### Assignment:
Search through the entries for the word "path" and copy every line that has it.

[Extracted records]
★ ★ ★ ★ ★

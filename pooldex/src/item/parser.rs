//! Pool item file parser
//!
//! Item files are JSON objects. Every file names its own type in `"type"` and
//! may carry a `"version"` (absent means 0). Each type has a current schema
//! version, see [`ObjectType::schema_version`]; files written by a newer
//! schema are rejected instead of being read partially.
//!
//! Part attributes (`MPN`, `manufacturer`, `value`, `description`,
//! `datasheet`) are either a plain string or an `[inherit, value]` pair, where
//! `inherit == true` takes the value from the part's `base`.

use std::path::Path;

use serde_json::{Map, Value};
use thiserror::Error;
use uuid::Uuid;

use super::*;

#[derive(Debug, Error)]
pub enum ParseError {
    #[error("IO error: {0}")]
    Io(#[from] std::io::Error),
    #[error("JSON error: {0}")]
    Json(#[from] serde_json::Error),
    #[error("Invalid item format: {0}")]
    InvalidFormat(String),
    #[error("Missing required field: {0}")]
    MissingField(String),
    #[error("Invalid UUID in field {field}: {value:?}")]
    InvalidUuid { field: String, value: String },
    #[error("Unknown item type: {0}")]
    UnknownType(String),
    #[error("Expected a {expected} file, found {found}")]
    TypeMismatch { expected: ObjectType, found: String },
    #[error("Unsupported {object_type} schema version {found} (supported up to {supported})")]
    UnsupportedVersion {
        object_type: ObjectType,
        found: u64,
        supported: u32,
    },
    #[error("Unresolved reference: {0}")]
    Reference(String),
}

/// Parser for pool item files.
pub struct ItemParser;

impl ItemParser {
    /// Parse an item file whose type is known from its location in the pool.
    pub fn parse_file(path: &Path, expected: ObjectType) -> Result<ItemRecord, ParseError> {
        let content = std::fs::read_to_string(path)?;
        Self::parse_str(&content, Some(expected))
    }

    /// Parse item JSON. With `expected` set, a file of another type is an error.
    pub fn parse_str(content: &str, expected: Option<ObjectType>) -> Result<ItemRecord, ParseError> {
        let root: Value = serde_json::from_str(content)?;
        let obj = root
            .as_object()
            .ok_or_else(|| ParseError::InvalidFormat("Expected a JSON object at top level".to_string()))?;
        let fields = Fields(obj);

        let type_name = fields.str("type")?;
        let object_type = match (type_name.parse::<ObjectType>(), expected) {
            (Ok(found), Some(expected)) if found != expected => {
                return Err(ParseError::TypeMismatch {
                    expected,
                    found: type_name.to_string(),
                })
            }
            (Err(_), Some(expected)) => {
                return Err(ParseError::TypeMismatch {
                    expected,
                    found: type_name.to_string(),
                })
            }
            (Ok(found), _) => found,
            (Err(e), None) => return Err(e),
        };

        let version = match obj.get("version") {
            None => 0,
            Some(v) => v
                .as_u64()
                .ok_or_else(|| ParseError::InvalidFormat("version must be a non-negative integer".to_string()))?,
        };
        if version > u64::from(object_type.schema_version()) {
            return Err(ParseError::UnsupportedVersion {
                object_type,
                found: version,
                supported: object_type.schema_version(),
            });
        }

        let uuid = fields.uuid("uuid")?;
        let record = match object_type {
            ObjectType::Unit => ItemRecord::Unit(Unit {
                uuid,
                name: fields.str("name")?.to_string(),
                manufacturer: fields.opt_str("manufacturer").to_string(),
                pins: fields
                    .keyed("pins")?
                    .into_iter()
                    .map(|(uuid, pin)| {
                        Ok(UnitPin {
                            uuid,
                            primary_name: pin.str("primary_name")?.to_string(),
                        })
                    })
                    .collect::<Result<_, ParseError>>()?,
            }),
            ObjectType::Symbol => ItemRecord::Symbol(Symbol {
                uuid,
                name: fields.str("name")?.to_string(),
                unit: fields.uuid("unit")?,
            }),
            ObjectType::Entity => {
                let gates = fields
                    .keyed("gates")?
                    .into_iter()
                    .map(|(uuid, gate)| {
                        Ok(Gate {
                            uuid,
                            name: gate.str("name")?.to_string(),
                            suffix: gate.opt_str("suffix").to_string(),
                            unit: gate.uuid("unit")?,
                        })
                    })
                    .collect::<Result<Vec<_>, ParseError>>()?;
                if gates.is_empty() {
                    return Err(ParseError::InvalidFormat("Entity has no gates".to_string()));
                }
                ItemRecord::Entity(Entity {
                    uuid,
                    name: fields.str("name")?.to_string(),
                    manufacturer: fields.opt_str("manufacturer").to_string(),
                    prefix: fields.str("prefix")?.to_string(),
                    tags: fields.tags()?,
                    gates,
                })
            }
            ObjectType::Padstack => ItemRecord::Padstack(Padstack {
                uuid,
                name: fields.str("name")?.to_string(),
                well_known_name: fields.opt_str("well_known_name").to_string(),
                padstack_type: match fields.opt_str("padstack_type") {
                    "" => "top".to_string(),
                    t => t.to_string(),
                },
            }),
            ObjectType::Package => ItemRecord::Package(Package {
                uuid,
                name: fields.str("name")?.to_string(),
                manufacturer: fields.opt_str("manufacturer").to_string(),
                tags: fields.tags()?,
                pads: fields
                    .keyed("pads")?
                    .into_iter()
                    .map(|(uuid, pad)| {
                        Ok(Pad {
                            uuid,
                            name: pad.str("name")?.to_string(),
                            padstack: pad.uuid("padstack")?,
                        })
                    })
                    .collect::<Result<_, ParseError>>()?,
                alternate_for: fields.opt_uuid("alternate_for")?,
            }),
            ObjectType::Part => ItemRecord::Part(Self::parse_part(uuid, &fields)?),
            ObjectType::Frame => ItemRecord::Frame(Frame {
                uuid,
                name: fields.str("name")?.to_string(),
            }),
            ObjectType::Decal => ItemRecord::Decal(Decal {
                uuid,
                name: fields.str("name")?.to_string(),
            }),
        };
        Ok(record)
    }

    fn parse_part(uuid: Uuid, fields: &Fields<'_>) -> Result<Part, ParseError> {
        let base = fields.opt_uuid("base")?;
        let part = Part {
            uuid,
            mpn: fields.attribute("MPN", true)?,
            manufacturer: fields.attribute("manufacturer", false)?,
            value: fields.attribute("value", false)?,
            description: fields.attribute("description", false)?,
            datasheet: fields.attribute("datasheet", false)?,
            entity: fields.opt_uuid("entity")?,
            package: fields.opt_uuid("package")?,
            base,
            inherit_tags: fields.opt_bool("inherit_tags")?,
            tags: fields.tags()?,
        };

        match base {
            Some(base) if base == uuid => {
                return Err(ParseError::Reference(format!("part {} uses itself as base", uuid)));
            }
            Some(_) => {}
            None => {
                if part.entity.is_none() {
                    return Err(ParseError::MissingField("entity".to_string()));
                }
                if part.package.is_none() {
                    return Err(ParseError::MissingField("package".to_string()));
                }
                let inherited = [
                    ("MPN", &part.mpn),
                    ("manufacturer", &part.manufacturer),
                    ("value", &part.value),
                    ("description", &part.description),
                    ("datasheet", &part.datasheet),
                ];
                if let Some((name, _)) = inherited.iter().find(|(_, a)| a.is_inherited()) {
                    return Err(ParseError::Reference(format!(
                        "{} is inherited but the part has no base",
                        name
                    )));
                }
                if part.inherit_tags {
                    return Err(ParseError::Reference(
                        "tags are inherited but the part has no base".to_string(),
                    ));
                }
            }
        }
        Ok(part)
    }
}

/// Field accessors over one JSON object with typed errors.
struct Fields<'a>(&'a Map<String, Value>);

impl<'a> Fields<'a> {
    fn str(&self, key: &str) -> Result<&'a str, ParseError> {
        self.0
            .get(key)
            .and_then(Value::as_str)
            .ok_or_else(|| ParseError::MissingField(key.to_string()))
    }

    fn opt_str(&self, key: &str) -> &'a str {
        self.0.get(key).and_then(Value::as_str).unwrap_or("")
    }

    fn opt_bool(&self, key: &str) -> Result<bool, ParseError> {
        match self.0.get(key) {
            None | Some(Value::Null) => Ok(false),
            Some(Value::Bool(b)) => Ok(*b),
            Some(_) => Err(ParseError::InvalidFormat(format!("{} must be a boolean", key))),
        }
    }

    fn uuid(&self, key: &str) -> Result<Uuid, ParseError> {
        parse_uuid(key, self.str(key)?)
    }

    fn opt_uuid(&self, key: &str) -> Result<Option<Uuid>, ParseError> {
        match self.0.get(key) {
            None | Some(Value::Null) => Ok(None),
            Some(Value::String(s)) => parse_uuid(key, s).map(Some),
            Some(other) => Err(ParseError::InvalidUuid {
                field: key.to_string(),
                value: other.to_string(),
            }),
        }
    }

    fn tags(&self) -> Result<Vec<String>, ParseError> {
        let Some(value) = self.0.get("tags") else {
            return Ok(Vec::new());
        };
        let list = value
            .as_array()
            .ok_or_else(|| ParseError::InvalidFormat("tags must be an array".to_string()))?;
        let mut tags = list
            .iter()
            .map(|t| {
                t.as_str()
                    .map(str::to_string)
                    .ok_or_else(|| ParseError::InvalidFormat("tags must be strings".to_string()))
            })
            .collect::<Result<Vec<_>, _>>()?;
        tags.sort();
        tags.dedup();
        Ok(tags)
    }

    /// Entries of an object keyed by UUID, sorted by key.
    fn keyed(&self, key: &str) -> Result<Vec<(Uuid, Fields<'a>)>, ParseError> {
        let map = match self.0.get(key) {
            None => return Ok(Vec::new()),
            Some(v) => v
                .as_object()
                .ok_or_else(|| ParseError::InvalidFormat(format!("{} must be an object", key)))?,
        };
        let mut entries = map
            .iter()
            .map(|(k, v)| {
                let obj = v
                    .as_object()
                    .ok_or_else(|| ParseError::InvalidFormat(format!("{}.{} must be an object", key, k)))?;
                Ok((parse_uuid(key, k)?, Fields(obj)))
            })
            .collect::<Result<Vec<_>, ParseError>>()?;
        entries.sort_by_key(|(uuid, _)| *uuid);
        Ok(entries)
    }

    fn attribute(&self, key: &str, required: bool) -> Result<Attribute, ParseError> {
        match self.0.get(key) {
            None | Some(Value::Null) if required => Err(ParseError::MissingField(key.to_string())),
            None | Some(Value::Null) => Ok(Attribute::default()),
            Some(Value::String(s)) => Ok(Attribute::Own(s.clone())),
            Some(Value::Array(pair)) => match pair.as_slice() {
                [Value::Bool(true), _] => Ok(Attribute::Inherited),
                [Value::Bool(false), Value::String(s)] => Ok(Attribute::Own(s.clone())),
                _ => Err(ParseError::InvalidFormat(format!(
                    "{} must be a string or an [inherit, value] pair",
                    key
                ))),
            },
            Some(_) => Err(ParseError::InvalidFormat(format!("{} must be a string", key))),
        }
    }
}

fn parse_uuid(field: &str, value: &str) -> Result<Uuid, ParseError> {
    Uuid::parse_str(value).map_err(|_| ParseError::InvalidUuid {
        field: field.to_string(),
        value: value.to_string(),
    })
}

★ ★ ★ ★ ★

### Response:
use std::path::Path;
    pub fn parse_file(path: &Path, expected: ObjectType) -> Result<ItemRecord, ParseError> {
        let content = std::fs::read_to_string(path)?;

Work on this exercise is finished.